Elizabeth von Arnim tire de cette mince entrée en matière un développement dont le moins qu'on puisse dire est qu'il fait peu de place à l'inattendu. La pauvre Fanny, qui a perdu ses repères avec ses attraits, rencontre successivement tous ses anciens chevaliers servants dans une collection de scènes apocalyptiques (sur le plan mondain, bien entendu). Ce chemin de croix culmine dans un épilogue parfaitement ridicule et prévu depuis la page 4, avec en prime une intervention des nazis comme Deus ex Machina, ce que j'ai pris comme une insulte personnelle.

Comme il est cependant évident qu'Elizabeth von Arnim considère l'intrigue ainsi résumée avec autant de dérision que le fera son lecteur, et qu'elle ne l'utilise que pour promener jusqu'à la rédemption une héroïne pour qui on se sent vite quelque tendresse et pour dresser autour d'elle un véritable jardin zoologique d'anciens amants décatis, on passe un fort bon moment. Et, bien sûr, l'écriture, "délicieuse", n'y est pas pour rien.

Mr Skeffington, Elizabeth von Arnim

mardi 27 octobre 2009

L'oeuvre au noir

Le côté antipathique de Marguerite Yourcenar, c'est sa maîtrise totale. Les Mémoires d'Hadrien m'ont fait passer l'idée d'écrire un roman; l'Oeuvre au Noir m'a même fait douter d'être capable d'en lire un correctement. Passons sur le fait que je suis obligée de recourir à Wikipédia pour comprendre le titre (et encore... l'alchimie, manifestement, exige qu'on s'y immerge); mais j'ai pratiquement dû relire la première partie du livre pour reconnaître Zénon dans le médecin de la peste et pour comprendre qui avait dépêché Perrotin. Entendons-nous, cela n'enlève rien à la clarté et à la qualité du roman: de fait, c'est plutôt un éloge, tant l'intrigue est construite et travaillée, et tant elle fait crédit d'intelligence au lecteur.

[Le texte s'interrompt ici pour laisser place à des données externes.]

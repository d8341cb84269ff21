use async_trait::async_trait;
use futures::SinkExt;
use tokio_util::codec::Framed;

use crate::codec::ResponseFrame;
use crate::connection::{Transport, WireProtocol};
use crate::handler::ResponseWriter;
use crate::protocol::{Request, Response, SendError};

/// Writes one response cycle onto the connection's framed transport.
///
/// The preamble goes out with the first write only; every write sends the
/// body bytes buffered since the previous one and then empties the buffer.
pub(crate) struct ResponseStream<'a, T, P> {
    framed: &'a mut Framed<T, P>,
    request: &'a Request,
    head_sent: bool,
    keep_alive: bool,
}

impl<'a, T, P> ResponseStream<'a, T, P>
where
    T: Transport,
    P: WireProtocol,
{
    pub(crate) fn new(framed: &'a mut Framed<T, P>, request: &'a Request) -> Self {
        Self { framed, request, head_sent: false, keep_alive: false }
    }

    /// Whether the connection may serve another request after this cycle.
    pub(crate) fn keep_alive(&self) -> bool {
        self.keep_alive
    }

    async fn write(&mut self, response: &mut Response, finishing: bool) -> Result<(), SendError> {
        if self.head_sent {
            if !response.body().is_empty() {
                self.framed.feed(ResponseFrame::Body(response.body())).await?;
            }
        } else {
            self.keep_alive = self.framed.codec_mut().prepare(self.request, response, finishing);
            self.head_sent = true;

            let version = self.request.version();
            self.framed.feed(ResponseFrame::Head { response: &*response, version }).await?;
        }

        response.body_mut().clear();
        Ok(())
    }
}

#[async_trait]
impl<'a, T, P> ResponseWriter for ResponseStream<'a, T, P>
where
    T: Transport,
    P: WireProtocol,
{
    async fn write_partial(&mut self, response: &mut Response) -> Result<(), SendError> {
        self.write(response, false).await?;
        SinkExt::<ResponseFrame<'_>>::flush(&mut *self.framed).await
    }

    async fn write_final(&mut self, response: &mut Response) -> Result<(), SendError> {
        self.write(response, true).await?;
        self.framed.send(ResponseFrame::End).await
    }
}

Il y a aussi cette langue, si ramassée et si directe qu'elle peut se permettre à l'occasion les détours les plus gratuits, il y a la densité des personnages, esquissés en quelques conversations - il est vrai développées à loisir - et pourtant présents, complexes, riches de virtualités et de plis qui restent obscurs, comme c'est le cas d'Henri-Maximilien et du prieur des Cordeliers. Qu'ont-ils compris, qu'ont-ils senti, qu'ont-ils pensé? plusieurs interprétations demeurent après leur mort, ce qui devrait en fait toujours être le cas. Il y a cette construction savante, avec les trois parties - l'errance, l'immobilité, la prison - mais surtout avec ces charnières si ouvragées que sont les chapitres Le Grand Chemin (ouverture sur une rencontre entre Henri Maximilien et Zénon au seuil de leurs vies d'errances), la Conversation à Innsbrück (deuxième et dernière entrevue des deux cousins avant le retour de Zénon à Bruges), et la Promenade sur la dune, pour moi l'un des moments les plus forts du roman: Zénon renonce, à la faveur de cette expédition, à reprendre sa vie errante pour sauver sa peau, et prend acte de la fin d'une phase dans la décantation de son propre être.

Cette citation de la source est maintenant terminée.